*** Data supplied ***

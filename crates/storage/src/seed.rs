//! Catalog seed files.
//!
//! A seed describes sources and the fields to ingest for each of them:
//!
//! ```yaml
//! sources:
//!   - short_name: hrrr
//!     name: HRRR 2D Surface Data (Sub-Hourly)
//!     src_url: https://nomads.ncep.noaa.gov/pub/data/nccf/com/hrrr/prod/
//!     fields:
//!       - metric: 1
//!         idx: { short_name: TMP, level: 2 m above ground }
//!         grib: { short_name: TMP, level: 2 m above ground }
//! ```

use serde::{Deserialize, Serialize};

use wx_common::{metrics, GribSelector, IndexSelector, Metric, MetricId, WxError, WxResult};

#[derive(Debug, Clone, Default, Serialize, Deserialize)]
pub struct CatalogSeed {
    /// Metrics in addition to the built-in ones; same id replaces a built-in
    #[serde(default)]
    pub metrics: Vec<Metric>,
    #[serde(default)]
    pub sources: Vec<SourceSeed>,
}

#[derive(Debug, Clone, Serialize, Deserialize)]
pub struct SourceSeed {
    pub short_name: String,
    pub name: String,
    #[serde(default)]
    pub src_url: Option<String>,
    #[serde(default)]
    pub fields: Vec<FieldSeed>,
}

#[derive(Debug, Clone, Serialize, Deserialize)]
pub struct FieldSeed {
    pub metric: MetricId,
    pub idx: IndexSelector,
    pub grib: GribSelector,
}

impl CatalogSeed {
    pub fn from_yaml_str(yaml: &str) -> WxResult<Self> {
        let seed: CatalogSeed = serde_yaml::from_str(yaml)
            .map_err(|e| WxError::ConfigError(format!("Invalid catalog seed: {}", e)))?;
        seed.validate()?;
        Ok(seed)
    }

    /// Concatenate several seeds, e.g. one file per source.
    pub fn merge(seeds: impl IntoIterator<Item = CatalogSeed>) -> Self {
        let mut merged = CatalogSeed::default();
        for seed in seeds {
            merged.metrics.extend(seed.metrics);
            merged.sources.extend(seed.sources);
        }
        merged
    }

    /// Built-in metrics overlaid with the seed's own.
    pub fn all_metrics(&self) -> Vec<Metric> {
        let mut all = metrics::builtin();
        for metric in &self.metrics {
            match all.iter_mut().find(|m| m.id == metric.id) {
                Some(existing) => *existing = metric.clone(),
                None => all.push(metric.clone()),
            }
        }
        all
    }

    /// Every field must reference a known metric and every source may
    /// configure a metric once.
    pub fn validate(&self) -> WxResult<()> {
        let metrics = self.all_metrics();
        for source in &self.sources {
            let mut seen = Vec::new();
            for field in &source.fields {
                if !metrics.iter().any(|m| m.id == field.metric) {
                    return Err(WxError::ConfigError(format!(
                        "Source {} references unknown metric {}",
                        source.short_name, field.metric.0
                    )));
                }
                if seen.contains(&field.metric) {
                    return Err(WxError::ConfigError(format!(
                        "Source {} configures metric {} twice",
                        source.short_name, field.metric.0
                    )));
                }
                seen.push(field.metric);
            }
        }
        Ok(())
    }
}

#[cfg(test)]
mod tests {
    use super::*;
    use wx_common::StepType;

    const HRRR: &str = r#"
sources:
  - short_name: hrrr
    name: HRRR 2D Surface Data (Sub-Hourly)
    fields:
      - metric: 1
        idx: { short_name: TMP, level: 2 m above ground }
        grib: { short_name: TMP, level: 2 m above ground }
      - metric: 3
        idx: { short_name: CRAIN, level: surface }
        grib: { short_name: CRAIN, level: surface, step_type: instant }
"#;

    #[test]
    fn test_parse_seed() {
        let seed = CatalogSeed::from_yaml_str(HRRR).unwrap();
        assert_eq!(seed.sources.len(), 1);
        let fields = &seed.sources[0].fields;
        assert_eq!(fields[0].metric, MetricId(1));
        assert_eq!(fields[0].idx.level, "2 m above ground");
        assert_eq!(fields[0].grib.step_type, None);
        assert_eq!(fields[1].grib.step_type, Some(StepType::Instant));
    }

    #[test]
    fn test_unknown_metric_rejected() {
        let yaml = HRRR.replace("metric: 3", "metric: 99");
        assert!(matches!(
            CatalogSeed::from_yaml_str(&yaml),
            Err(WxError::ConfigError(_))
        ));
    }

    #[test]
    fn test_duplicate_metric_rejected() {
        let yaml = HRRR.replace("metric: 3", "metric: 1");
        assert!(CatalogSeed::from_yaml_str(&yaml).is_err());
    }

    #[test]
    fn test_seed_metric_overrides_builtin() {
        let seed = CatalogSeed {
            metrics: vec![Metric::new(metrics::TEMP, "Temperature", "C")],
            sources: vec![],
        };
        let all = seed.all_metrics();
        assert_eq!(all.len(), metrics::builtin().len());
        assert_eq!(all[0].units, "C");
    }
}
//! wgrib2-style `.idx` inventories for concatenated test messages.

/// A GRIB file and its inventory.
#[derive(Debug, Clone)]
pub struct GribFixture {
    pub grib: Vec<u8>,
    pub index: String,
}

impl GribFixture {
    /// Byte range `(start, length)` of the n-th (0-based) record.
    pub fn range_of(&self, n: usize) -> (u64, u64) {
        let offsets: Vec<u64> = self
            .index
            .lines()
            .filter_map(|line| line.split(':').nth(1)?.parse().ok())
            .collect();
        let start = offsets[n];
        let end = offsets
            .get(n + 1)
            .copied()
            .unwrap_or(self.grib.len() as u64);
        (start, end - start)
    }
}

/// Concatenates messages and writes one inventory line per message:
/// `{n}:{offset}:d={date}:{short}:{level}:{forecast}:`
#[derive(Debug, Default)]
pub struct IndexBuilder {
    date: String,
    entries: Vec<(String, String, String, Vec<u8>)>,
}

impl IndexBuilder {
    /// `date` as in wgrib2 output, e.g. "2024011512"
    pub fn new(date: &str) -> Self {
        Self {
            date: date.to_string(),
            entries: Vec::new(),
        }
    }

    pub fn add(mut self, short_name: &str, level: &str, forecast: &str, message: Vec<u8>) -> Self {
        self.entries.push((
            short_name.to_string(),
            level.to_string(),
            forecast.to_string(),
            message,
        ));
        self
    }

    pub fn build(self) -> GribFixture {
        let mut grib = Vec::new();
        let mut index = String::new();
        for (n, (short_name, level, forecast, message)) in self.entries.into_iter().enumerate() {
            index.push_str(&format!(
                "{}:{}:d={}:{}:{}:{}:\n",
                n + 1,
                grib.len(),
                self.date,
                short_name,
                level,
                forecast
            ));
            grib.extend_from_slice(&message);
        }
        GribFixture { grib, index }
    }
}

#[cfg(test)]
mod tests {
    use super::*;

    #[test]
    fn test_index_offsets() {
        let fixture = IndexBuilder::new("2024011512")
            .add("TMP", "2 m above ground", "anl", vec![0; 10])
            .add("UGRD", "10 m above ground", "anl", vec![0; 7])
            .build();

        let lines: Vec<&str> = fixture.index.lines().collect();
        assert_eq!(lines[0], "1:0:d=2024011512:TMP:2 m above ground:anl:");
        assert_eq!(lines[1], "2:10:d=2024011512:UGRD:10 m above ground:anl:");
        assert_eq!(fixture.range_of(1), (10, 7));
    }
}
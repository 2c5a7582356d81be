//! Common types and utilities shared across the wx-explore crates.

pub mod error;
pub mod field;
pub mod metrics;
pub mod projection;
pub mod request;
pub mod source;
pub mod time;

pub use error::{WxError, WxResult};
pub use field::{circular_mean, DataPoint, FieldBucket, FieldKey};
pub use metrics::{Metric, MetricId};
pub use projection::{Projection, ProjectionId, ProjectionParams};
pub use request::IngestRequest;
pub use source::{GribSelector, IndexSelector, Source, SourceField, SourceFieldId, SourceId, StepType};
pub use time::{from_unix, to_unix, TimeUnit};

*** End of Data supplied ***

* **Task brief**
Write the material above out again, exactly as it reads.

* **Completed task**
filename crates/storage/src/seed.rs
//! Catalog seed files.
//!
//! A seed describes sources and the fields to ingest for each of them:
//!
//! ```yaml
//! sources:
//!   - short_name: hrrr
//!     name: HRRR 2D Surface Data (Sub-Hourly)
//!     src_url: https://nomads.ncep.noaa.gov/pub/data/nccf/com/hrrr/prod/
//!     fields:
//!       - metric: 1
//!         idx: { short_name: TMP, level: 2 m above ground }
//!         grib: { short_name: TMP, level: 2 m above ground }
//! ```

use serde::{Deserialize, Serialize};

use wx_common::{metrics, GribSelector, IndexSelector, Metric, MetricId, WxError, WxResult};

#[derive(Debug, Clone, Default, Serialize, Deserialize)]
pub struct CatalogSeed {
    /// Metrics in addition to the built-in ones; same id replaces a built-in
    #[serde(default)]
    pub metrics: Vec<Metric>,
    #[serde(default)]
    pub sources: Vec<SourceSeed>,
}

#[derive(Debug, Clone, Serialize, Deserialize)]
pub struct SourceSeed {
    pub short_name: String,
    pub name: String,
    #[serde(default)]
    pub src_url: Option<String>,
    #[serde(default)]
    pub fields: Vec<FieldSeed>,
}

#[derive(Debug, Clone, Serialize, Deserialize)]
pub struct FieldSeed {
    pub metric: MetricId,
    pub idx: IndexSelector,
    pub grib: GribSelector,
}

impl CatalogSeed {
    pub fn from_yaml_str(yaml: &str) -> WxResult<Self> {
        let seed: CatalogSeed = serde_yaml::from_str(yaml)
            .map_err(|e| WxError::ConfigError(format!("Invalid catalog seed: {}", e)))?;
        seed.validate()?;
        Ok(seed)
    }

    /// Concatenate several seeds, e.g. one file per source.
    pub fn merge(seeds: impl IntoIterator<Item = CatalogSeed>) -> Self {
        let mut merged = CatalogSeed::default();
        for seed in seeds {
            merged.metrics.extend(seed.metrics);
            merged.sources.extend(seed.sources);
        }
        merged
    }

    /// Built-in metrics overlaid with the seed's own.
    pub fn all_metrics(&self) -> Vec<Metric> {
        let mut all = metrics::builtin();
        for metric in &self.metrics {
            match all.iter_mut().find(|m| m.id == metric.id) {
                Some(existing) => *existing = metric.clone(),
                None => all.push(metric.clone()),
            }
        }
        all
    }

    /// Every field must reference a known metric and every source may
    /// configure a metric once.
    pub fn validate(&self) -> WxResult<()> {
        let metrics = self.all_metrics();
        for source in &self.sources {
            let mut seen = Vec::new();
            for field in &source.fields {
                if !metrics.iter().any(|m| m.id == field.metric) {
                    return Err(WxError::ConfigError(format!(
                        "Source {} references unknown metric {}",
                        source.short_name, field.metric.0
                    )));
                }
                if seen.contains(&field.metric) {
                    return Err(WxError::ConfigError(format!(
                        "Source {} configures metric {} twice",
                        source.short_name, field.metric.0
                    )));
                }
                seen.push(field.metric);
            }
        }
        Ok(())
    }
}

#[cfg(test)]
mod tests {
    use super::*;
    use wx_common::StepType;

    const HRRR: &str = r#"
sources:
  - short_name: hrrr
    name: HRRR 2D Surface Data (Sub-Hourly)
    fields:
      - metric: 1
        idx: { short_name: TMP, level: 2 m above ground }
        grib: { short_name: TMP, level: 2 m above ground }
      - metric: 3
        idx: { short_name: CRAIN, level: surface }
        grib: { short_name: CRAIN, level: surface, step_type: instant }
"#;

    #[test]
    fn test_parse_seed() {
        let seed = CatalogSeed::from_yaml_str(HRRR).unwrap();
        assert_eq!(seed.sources.len(), 1);
        let fields = &seed.sources[0].fields;
        assert_eq!(fields[0].metric, MetricId(1));
        assert_eq!(fields[0].idx.level, "2 m above ground");
        assert_eq!(fields[0].grib.step_type, None);
        assert_eq!(fields[1].grib.step_type, Some(StepType::Instant));
    }

    #[test]
    fn test_unknown_metric_rejected() {
        let yaml = HRRR.replace("metric: 3", "metric: 99");
        assert!(matches!(
            CatalogSeed::from_yaml_str(&yaml),
            Err(WxError::ConfigError(_))
        ));
    }

    #[test]
    fn test_duplicate_metric_rejected() {
        let yaml = HRRR.replace("metric: 3", "metric: 1");
        assert!(CatalogSeed::from_yaml_str(&yaml).is_err());
    }

    #[test]
    fn test_seed_metric_overrides_builtin() {
        let seed = CatalogSeed {
            metrics: vec![Metric::new(metrics::TEMP, "Temperature", "C")],
            sources: vec![],
        };
        let all = seed.all_metrics();
        assert_eq!(all.len(), metrics::builtin().len());
        assert_eq!(all[0].units, "C");
    }
}
//! wgrib2-style `.idx` inventories for concatenated test messages.

/// A GRIB file and its inventory.
#[derive(Debug, Clone)]
pub struct GribFixture {
    pub grib: Vec<u8>,
    pub index: String,
}

impl GribFixture {
    /// Byte range `(start, length)` of the n-th (0-based) record.
    pub fn range_of(&self, n: usize) -> (u64, u64) {
        let offsets: Vec<u64> = self
            .index
            .lines()
            .filter_map(|line| line.split(':').nth(1)?.parse().ok())
            .collect();
        let start = offsets[n];
        let end = offsets
            .get(n + 1)
            .copied()
            .unwrap_or(self.grib.len() as u64);
        (start, end - start)
    }
}

/// Concatenates messages and writes one inventory line per message:
/// `{n}:{offset}:d={date}:{short}:{level}:{forecast}:`
#[derive(Debug, Default)]
pub struct IndexBuilder {
    date: String,
    entries: Vec<(String, String, String, Vec<u8>)>,
}

impl IndexBuilder {
    /// `date` as in wgrib2 output, e.g. "2024011512"
    pub fn new(date: &str) -> Self {
        Self {
            date: date.to_string(),
            entries: Vec::new(),
        }
    }

    pub fn add(mut self, short_name: &str, level: &str, forecast: &str, message: Vec<u8>) -> Self {
        self.entries.push((
            short_name.to_string(),
            level.to_string(),
            forecast.to_string(),
            message,
        ));
        self
    }

    pub fn build(self) -> GribFixture {
        let mut grib = Vec::new();
        let mut index = String::new();
        for (n, (short_name, level, forecast, message)) in self.entries.into_iter().enumerate() {
            index.push_str(&format!(
                "{}:{}:d={}:{}:{}:{}:\n",
                n + 1,
                grib.len(),
                self.date,
                short_name,
                level,
                forecast
            ));
            grib.extend_from_slice(&message);
        }
        GribFixture { grib, index }
    }
}

#[cfg(test)]
mod tests {
    use super::*;

    #[test]
    fn test_index_offsets() {
        let fixture = IndexBuilder::new("2024011512")
            .add("TMP", "2 m above ground", "anl", vec![0; 10])
            .add("UGRD", "10 m above ground", "anl", vec![0; 7])
            .build();

        let lines: Vec<&str> = fixture.index.lines().collect();
        assert_eq!(lines[0], "1:0:d=2024011512:TMP:2 m above ground:anl:");
        assert_eq!(lines[1], "2:10:d=2024011512:UGRD:10 m above ground:anl:");
        assert_eq!(fixture.range_of(1), (10, 7));
    }
}
repository 2c5a7582356d81be
//! Common types and utilities shared across the wx-explore crates.

pub mod error;
pub mod field;
pub mod metrics;
pub mod projection;
pub mod request;
pub mod source;
pub mod time;

pub use error::{WxError, WxResult};
pub use field::{circular_mean, DataPoint, FieldBucket, FieldKey};
pub use metrics::{Metric, MetricId};
pub use projection::{Projection, ProjectionId, ProjectionParams};
pub use request::IngestRequest;
pub use source::{GribSelector, IndexSelector, Source, SourceField, SourceFieldId, SourceId, StepType};
pub use time::{from_unix, to_unix, TimeUnit};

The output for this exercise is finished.